Basing the message "on an article from the (London) Finan-
cial Times," he states that
a very credible white paper is circulating for the WTO to
establish an internet CZAR to regualate the Internet...
and he asks:
personally, the Feds and the FCC are bad enough --now
they want to have a **global** bureaucracy play god -???

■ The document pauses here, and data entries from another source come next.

//! Notifications endpoints.

use axum::{
    Json, Router,
    extract::{Path, Query, State},
    routing::{get, post, put},
};
use chrono::{DateTime, FixedOffset};
use fitfeed_common::{AppError, AppResult};
use fitfeed_core::{PreferencesUpdate, PushPayload};
use fitfeed_db::entities::notification::{
    Model as NotificationModel, NotificationCategory, NotificationKind,
};
use fitfeed_db::entities::notification_preference;
use serde::{Deserialize, Serialize};
use validator::Validate;

use crate::{extractors::AuthUser, middleware::AppState, response::ApiResponse};

const DEFAULT_LIMIT: u64 = 20;
const MAX_LIMIT: u64 = 100;

/// Category filter.
#[derive(Debug, Clone, Copy, Deserialize, PartialEq, Eq)]
#[serde(rename_all = "lowercase")]
pub enum CategoryFilter {
    Social,
    Workout,
}

impl CategoryFilter {
    const fn to_category(self) -> NotificationCategory {
        match self {
            Self::Social => NotificationCategory::Social,
            Self::Workout => NotificationCategory::Workout,
        }
    }
}

/// List notifications query.
#[derive(Debug, Deserialize)]
pub struct ListNotificationsQuery {
    /// Maximum results (default: 20, max: 100)
    pub limit: Option<u64>,
    /// RFC 3339 cursor: only notifications created before this instant
    pub before: Option<String>,
    /// Category filter (social | workout)
    pub category: Option<CategoryFilter>,
}

/// Notifications page.
#[derive(Serialize)]
pub struct NotificationsListResponse {
    pub notifications: Vec<NotificationResponse>,
    #[serde(skip_serializing_if = "Option::is_none")]
    pub next_cursor: Option<String>,
}

/// One notification.
#[derive(Serialize)]
pub struct NotificationResponse {
    pub id: String,
    pub kind: String,
    pub category: String,
    #[serde(skip_serializing_if = "Option::is_none")]
    pub actor_id: Option<String>,
    #[serde(skip_serializing_if = "Option::is_none")]
    pub post_id: Option<String>,
    #[serde(skip_serializing_if = "Option::is_none")]
    pub comment_id: Option<String>,
    #[serde(skip_serializing_if = "Option::is_none")]
    pub data: Option<serde_json::Value>,
    pub is_read: bool,
    pub created_at: String,
}

impl From<NotificationModel> for NotificationResponse {
    fn from(n: NotificationModel) -> Self {
        Self {
            id: n.id,
            kind: n.kind.as_str().to_string(),
            category: n.category.as_str().to_string(),
            actor_id: n.actor_id,
            post_id: n.post_id,
            comment_id: n.comment_id,
            data: n.data,
            is_read: n.is_read,
            created_at: n.created_at.to_rfc3339(),
        }
    }
}

fn parse_cursor(cursor: Option<&str>) -> AppResult<Option<DateTime<FixedOffset>>> {
    cursor
        .map(|c| {
            DateTime::parse_from_rfc3339(c)
                .map_err(|_| AppError::BadRequest(format!("Invalid cursor: {c}")))
        })
        .transpose()
}

/// Get notifications for the authenticated user, newest first.
async fn list_notifications(
    AuthUser(user): AuthUser,
    State(state): State<AppState>,
    Query(query): Query<ListNotificationsQuery>,
) -> AppResult<ApiResponse<NotificationsListResponse>> {
    let limit = query.limit.unwrap_or(DEFAULT_LIMIT).min(MAX_LIMIT);
    let before = parse_cursor(query.before.as_deref())?;
    let category = query.category.map(CategoryFilter::to_category);

    let notifications = state
        .notification_service
        .list(&user.id, limit, before, category)
        .await?;

    // A full page may have more behind it; the last created_at is the cursor.
    let next_cursor = if notifications.len() as u64 == limit {
        notifications.last().map(|n| n.created_at.to_rfc3339())
    } else {
        None
    };

    Ok(ApiResponse::ok(NotificationsListResponse {
        notifications: notifications.into_iter().map(Into::into).collect(),
        next_cursor,
    }))
}

/// Unread count response.
#[derive(Serialize)]
pub struct UnreadCountResponse {
    pub count: i32,
}

/// Get the unread notification badge count.
async fn unread_count(
    AuthUser(user): AuthUser,
    State(state): State<AppState>,
) -> AppResult<ApiResponse<UnreadCountResponse>> {
    let count = state.notification_service.unread_count(&user.id).await?;
    Ok(ApiResponse::ok(UnreadCountResponse { count }))
}

/// Mark a notification as read.
async fn mark_as_read(
    AuthUser(user): AuthUser,
    State(state): State<AppState>,
    Path(notification_id): Path<String>,
) -> AppResult<ApiResponse<()>> {
    state
        .notification_service
        .mark_as_read(&user.id, &notification_id)
        .await?;
    Ok(ApiResponse::ok(()))
}

/// Mark all as read response.
#[derive(Serialize)]
pub struct MarkAllAsReadResponse {
    pub count: u64,
}

/// Mark all notifications as read.
async fn mark_all_as_read(
    AuthUser(user): AuthUser,
    State(state): State<AppState>,
) -> AppResult<ApiResponse<MarkAllAsReadResponse>> {
    let count = state.notification_service.mark_all_as_read(&user.id).await?;
    Ok(ApiResponse::ok(MarkAllAsReadResponse { count }))
}

/// Register push token request.
#[derive(Debug, Deserialize, Validate)]
pub struct RegisterPushTokenRequest {
    #[validate(length(min = 1, message = "token is required"))]
    pub token: String,
    #[validate(length(min = 1, message = "platform is required"))]
    pub platform: String,
    pub device_name: Option<String>,
    pub device_id: Option<String>,
}

/// Registered token response.
#[derive(Serialize)]
pub struct PushTokenResponse {
    pub id: String,
    pub token: String,
    pub platform: String,
    pub active: bool,
}

/// Register a device push token for the authenticated user.
async fn register_push_token(
    AuthUser(user): AuthUser,
    State(state): State<AppState>,
    Json(req): Json<RegisterPushTokenRequest>,
) -> AppResult<ApiResponse<PushTokenResponse>> {
    req.validate()?;

    let token = state
        .push_service
        .register_token(
            &user.id,
            &req.token,
            &req.platform,
            req.device_name,
            req.device_id,
        )
        .await?;

    Ok(ApiResponse::ok(PushTokenResponse {
        id: token.id,
        token: token.token,
        platform: token.platform,
        active: token.active,
    }))
}

/// Unregister push token request.
#[derive(Debug, Deserialize)]
pub struct UnregisterPushTokenRequest {
    /// Absent ⇒ remove every token of the user
    pub token: Option<String>,
}

/// Removed tokens response.
#[derive(Serialize)]
pub struct UnregisterPushTokenResponse {
    pub removed: u64,
}

/// Unregister one or all device push tokens.
async fn unregister_push_token(
    AuthUser(user): AuthUser,
    State(state): State<AppState>,
    Json(req): Json<UnregisterPushTokenRequest>,
) -> AppResult<ApiResponse<UnregisterPushTokenResponse>> {
    let removed = state
        .push_service
        .unregister_token(&user.id, req.token.as_deref())
        .await?;
    Ok(ApiResponse::ok(UnregisterPushTokenResponse { removed }))
}

/// Notification preferences response.
#[derive(Serialize)]
pub struct PreferencesResponse {
    pub push_enabled: bool,
    pub quiet_hours_enabled: bool,
    pub quiet_hours_start: String,
    pub quiet_hours_end: String,
}

impl From<notification_preference::Model> for PreferencesResponse {
    fn from(p: notification_preference::Model) -> Self {
        Self {
            push_enabled: p.push_enabled,
            quiet_hours_enabled: p.quiet_hours_enabled,
            quiet_hours_start: p.quiet_hours_start,
            quiet_hours_end: p.quiet_hours_end,
        }
    }
}

/// Get notification preferences.
async fn get_preferences(
    AuthUser(user): AuthUser,
    State(state): State<AppState>,
) -> AppResult<ApiResponse<PreferencesResponse>> {
    let prefs = state.push_service.get_preferences(&user.id).await?;
    Ok(ApiResponse::ok(prefs.into()))
}

/// Update notification preferences request.
#[derive(Debug, Deserialize)]
pub struct UpdatePreferencesRequest {
    pub push_enabled: Option<bool>,
    pub quiet_hours_enabled: Option<bool>,
    pub quiet_hours_start: Option<String>,
    pub quiet_hours_end: Option<String>,
}

/// Update notification preferences (partial).
async fn update_preferences(
    AuthUser(user): AuthUser,
    State(state): State<AppState>,
    Json(req): Json<UpdatePreferencesRequest>,
) -> AppResult<ApiResponse<PreferencesResponse>> {
    let prefs = state
        .push_service
        .update_preferences(
            &user.id,
            PreferencesUpdate {
                push_enabled: req.push_enabled,
                quiet_hours_enabled: req.quiet_hours_enabled,
                quiet_hours_start: req.quiet_hours_start,
                quiet_hours_end: req.quiet_hours_end,
            },
        )
        .await?;
    Ok(ApiResponse::ok(prefs.into()))
}

/// Test push response.
#[derive(Serialize)]
pub struct TestPushResponse {
    pub delivered: usize,
    pub failed: usize,
}

/// Send a test push to the authenticated user's devices.
async fn test_push(
    AuthUser(user): AuthUser,
    State(state): State<AppState>,
) -> AppResult<ApiResponse<TestPushResponse>> {
    let payload = PushPayload {
        title: "Test Notification".to_string(),
        body: "Push notifications are working!".to_string(),
        data: serde_json::json!({"kind": "test"}),
        channel_id: NotificationKind::WorkoutReminder
            .category()
            .as_str()
            .to_string(),
    };
    let tickets = state.push_service.send_to_user(&user.id, &payload).await?;

    let delivered = tickets.iter().filter(|t| t.is_ok()).count();
    Ok(ApiResponse::ok(TestPushResponse {
        delivered,
        failed: tickets.len() - delivered,
    }))
}

pub fn router() -> Router<AppState> {
    Router::new()
        .route("/", get(list_notifications))
        .route("/unread-count", get(unread_count))
        .route("/{id}/read", put(mark_as_read))
        .route("/read-all", put(mark_all_as_read))
        .route("/register-push-token", post(register_push_token))
        .route("/unregister-push-token", post(unregister_push_token))
        .route("/preferences", get(get_preferences).put(update_preferences))
        .route("/test-push", post(test_push))
}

That 11 29 95 Financial Times newsstory is headlined:
Global regulator urged for information highway
Who's doing the urging?
The Royal Institute of International Telecommunications
Policy put out a report written by a Shell man and a think-
tank woman.
As regards encryption, the RIITP people
...point out that issues such as...encryption...have global
rather than national aspects.
Then they contradict themselves:
"Encryption, for example, raises tricky and emotive issues
connected with...national security and cannot be treated
simply as a business problem."
Whatever works! They "encrypt" the ultimatums of the New World
disorder in any...key.
At the very end of the newsstory:
Global Superhighways, Chatham House, 10 St James
Square, London SW1Y 4LE
I'm guessing Global Superhighways is the title of the RIITP
report. As for Chatham House...
In 1919 [a group of young men who became the dominant
influence in British imperial and foreign affairs up to 1939]
founded the Royal Institute of International Affairs (Chatham
House) for which the chief financial supporters were Sir Abe
Bailey and the Astor family (owners of The [London] Times).
Similar Institutes of International Affairs were established
in the chief British dominions and in the United States
(where it is known as the Council on Foreign Relations).
--Carroll Quigley [Clinton's mentor]. Tragedy and Hope.
A History of the World in Our Time. Macmillan, 1966.
P 132.
RIITP is probably a front for RIIA. I conjecture, though, that
the real publisher of the report has his house in Washington.
I agree with [email protected] who writes:
The main threat to freedom is still internal,
rather than external.
Looked at from the inside, of course.